【最大要因は,循環血漿量の減少。透析法の工夫で回避可能】
透析中の血圧低下の最大要因は,循環血漿量の減少によるものです。まず,ドライウェイトの設定が適正かどうかを確認することが重要です。循環血漿量の減少が著明でないのに血圧が低下する場合,心機能障害を疑います。また,自律神経障害も原因となります。自律神経障害では,除水による循環血漿量減少に対して自律神経反射が生じず,血管が適切に収縮しないため,血圧低下が起こります。その他,低アルブミン血症や貧血なども低血圧の原因となります。
本例は,心疾患の既往や不整脈がなく,CTRも45.0%と拡大していないため,明らかな心機能障害はないように思われますが,心エコーで心機能や弁膜症の有無について確認するのは必要です。また,起立性低血圧の有無や心電図でCV-RRをチェックして,自律神経障害の有無をみておく必要があるでしょう。

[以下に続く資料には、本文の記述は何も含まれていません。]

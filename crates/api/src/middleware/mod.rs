pub mod auth;
pub mod cors;
pub mod request_tracing;

use tower_http::limit::RequestBodyLimitLayer;

/// Largest accepted request body. Admin payloads are text and small JSON.
const MAX_BODY_BYTES: usize = 1024 * 1024;

pub fn body_limit_layer() -> RequestBodyLimitLayer {
    RequestBodyLimitLayer::new(MAX_BODY_BYTES)
}
use std::cmp::Ordering;

use chrono::{NaiveDate, Utc};
use serde::{Deserialize, Serialize};

use super::{newest_first, Entity, EntityKind};
use crate::bilingual::{Language, Localize};
use crate::record::patch::double_option;
use crate::record::validate::{require_text, require_text_if_set};
use crate::record::{RecordId, RecordMeta, Table, ValidationError};

#[derive(Debug, Clone, PartialEq, Serialize, Deserialize)]
pub struct BlogPost {
    #[serde(flatten)]
    pub meta: RecordMeta,
    pub title_ja: String,
    pub title_zh: Option<String>,
    pub content_ja: Option<String>,
    pub content_zh: Option<String>,
    pub image_url: Option<String>,
    pub publish_date: NaiveDate,
}

#[derive(Debug, Clone, Serialize, Deserialize)]
pub struct BlogPostDraft {
    #[serde(default)]
    pub title_ja: String,
    #[serde(default)]
    pub title_zh: Option<String>,
    #[serde(default)]
    pub content_ja: Option<String>,
    #[serde(default)]
    pub content_zh: Option<String>,
    #[serde(default)]
    pub image_url: Option<String>,
    #[serde(default = "today")]
    pub publish_date: NaiveDate,
    #[serde(default, skip_serializing_if = "Option::is_none")]
    pub is_visible: Option<bool>,
}

fn today() -> NaiveDate {
    Utc::now().date_naive()
}

impl Default for BlogPostDraft {
    fn default() -> Self {
        Self {
            title_ja: String::new(),
            title_zh: None,
            content_ja: None,
            content_zh: None,
            image_url: None,
            publish_date: today(),
            is_visible: None,
        }
    }
}

#[derive(Debug, Clone, Default, Serialize, Deserialize)]
pub struct BlogPostPatch {
    #[serde(default, skip_serializing_if = "Option::is_none")]
    pub title_ja: Option<String>,
    #[serde(default, deserialize_with = "double_option", skip_serializing_if = "Option::is_none")]
    pub title_zh: Option<Option<String>>,
    #[serde(default, deserialize_with = "double_option", skip_serializing_if = "Option::is_none")]
    pub content_ja: Option<Option<String>>,
    #[serde(default, deserialize_with = "double_option", skip_serializing_if = "Option::is_none")]
    pub content_zh: Option<Option<String>>,
    #[serde(default, deserialize_with = "double_option", skip_serializing_if = "Option::is_none")]
    pub image_url: Option<Option<String>>,
    #[serde(default, skip_serializing_if = "Option::is_none")]
    pub publish_date: Option<NaiveDate>,
    #[serde(default, skip_serializing_if = "Option::is_none")]
    pub is_visible: Option<bool>,
}

impl Entity for BlogPost {
    const KIND: EntityKind = EntityKind::BlogPost;
    const TABLE: Table = Table {
        name: "blog_posts",
        columns: &[
            "title_ja",
            "title_zh",
            "content_ja",
            "content_zh",
            "image_url",
            "publish_date",
        ],
    };

    type Draft = BlogPostDraft;
    type Patch = BlogPostPatch;

    fn meta(&self) -> &RecordMeta {
        &self.meta
    }

    fn validate_draft(draft: &BlogPostDraft) -> Result<(), ValidationError> {
        require_text("title_ja", &draft.title_ja)
    }

    fn validate_patch(_current: &Self, patch: &BlogPostPatch) -> Result<(), ValidationError> {
        require_text_if_set("title_ja", patch.title_ja.as_deref())
    }

    /// Latest publish date first.
    fn public_order(a: &Self, b: &Self) -> Ordering {
        b.publish_date
            .cmp(&a.publish_date)
            .then_with(|| newest_first(&a.meta, &b.meta))
    }
}

#[derive(Debug, Clone, Serialize)]
pub struct BlogPostView {
    pub id: RecordId,
    pub title: String,
    pub content: Option<String>,
    pub image_url: Option<String>,
    pub publish_date: NaiveDate,
}

impl Localize for BlogPost {
    type View = BlogPostView;

    fn localize(&self, lang: Language) -> BlogPostView {
        BlogPostView {
            id: self.meta.id,
            title: lang.pick(&self.title_ja, self.title_zh.as_deref()).to_string(),
            content: lang
                .pick_opt(self.content_ja.as_deref(), self.content_zh.as_deref())
                .map(str::to_string),
            image_url: self.image_url.clone(),
            publish_date: self.publish_date,
        }
    }
}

明らかな心機能障害や自律神経障害がない場合,少し(とりあえず0.5kgくらい)ドライウェイトを上げて,血圧が安定するかどうかみるのがよいように思います。また,除水量(除水速度)は1800~2000mL(450~500mL/時)とそれほど多くありませんが,体重が40kgと少ないことを考慮すると,この程度の除水速度でも循環動態に影響する可能性があります。できるだけ体重増加を少なくするよう患者指導を行い,除水速度が減らせれば,血圧低下を予防できる可能性が高いと思われます。
本例は,開始2時間後くらいに血圧低下が起こるとのことですので,Naプロファイル法で透析前半のNa濃度を高めにしてみると効果的かもしれません。あるいは,ドロキシドパ(ドプス®)やアメジニウム(リズミック®)などの昇圧薬を透析開始時に内服してもらうのも,血圧および脳血流の保持に有効です1)。

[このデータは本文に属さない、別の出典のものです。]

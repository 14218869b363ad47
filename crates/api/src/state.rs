use std::sync::Arc;

use tokatsu_core::auth::{Authenticator, SessionKeys};
use tokatsu_core::company::CompanyProfile;
use tokatsu_core::store::ContentStore;
use tokatsu_core::Lifecycle;

use crate::config::AppConfig;

/// Shared application state, passed to all handlers via Axum's `State` extractor.
/// Wrapped in `Arc` so cloning is cheap.
#[derive(Clone)]
pub struct AppState {
    inner: Arc<InnerState>,
}

struct InnerState {
    store: Arc<dyn ContentStore>,
    content: Lifecycle,
    company: CompanyProfile,
    authenticator: Authenticator,
    sessions: SessionKeys,
}

impl AppState {
    pub fn new(store: Arc<dyn ContentStore>, config: &AppConfig) -> Self {
        Self {
            inner: Arc::new(InnerState {
                content: Lifecycle::new(store.clone()),
                company: CompanyProfile::new(store.clone()),
                authenticator: Authenticator::new(vec![config.admin.clone()]),
                sessions: SessionKeys::new(&config.jwt_secret, config.session_ttl()),
                store,
            }),
        }
    }

    pub fn store(&self) -> &dyn ContentStore {
        self.inner.store.as_ref()
    }

    pub fn content(&self) -> &Lifecycle {
        &self.inner.content
    }

    pub fn company(&self) -> &CompanyProfile {
        &self.inner.company
    }

    pub fn authenticator(&self) -> &Authenticator {
        &self.inner.authenticator
    }

    pub fn sessions(&self) -> &SessionKeys {
        &self.inner.sessions
    }
}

食事摂取により血圧低下をきたすことがあります。透析中に食事を摂っているのであれば,透析終了後に変更したほうがよいでしょう。また,降圧薬を服用していますが,透析前の服用は血圧低下を助長しますので避けましょう。
透析法を工夫することで血圧低下を防ぐことができます。透析液温を低下させること2),血液透析濾過法3),無酢酸透析4)などの方法が有効と言われています。その他に,L-カルニチン投与5)や透析中に両下腿を間欠的に圧迫する空気圧迫法(pneumatic compression)6)で,透析中の血圧低下を予防できることが報告されており,試してみる価値はあると思います。
【文献】
1) Fujisaki K, et al:Ther Apher Dial. 2007;11(1): 49-55.
2) Mustafa RA, et al:Clin J Am Soc Nephrol. 2016; 11(3):442-57.
3) Wang AY, et al:Am J Kidney Dis. 2014;63(6): 968-78.
4) Daimon S, et al:Ther Apher Dial. 2011;15(5): 460-5.
5) Ibarra-Sifuentes HR, et al:Ther Apher Dial. 2017; 21(5):459-64.
6) Álvares VRC, et al:Am J Nephrol. 2017;45(5): 409-16.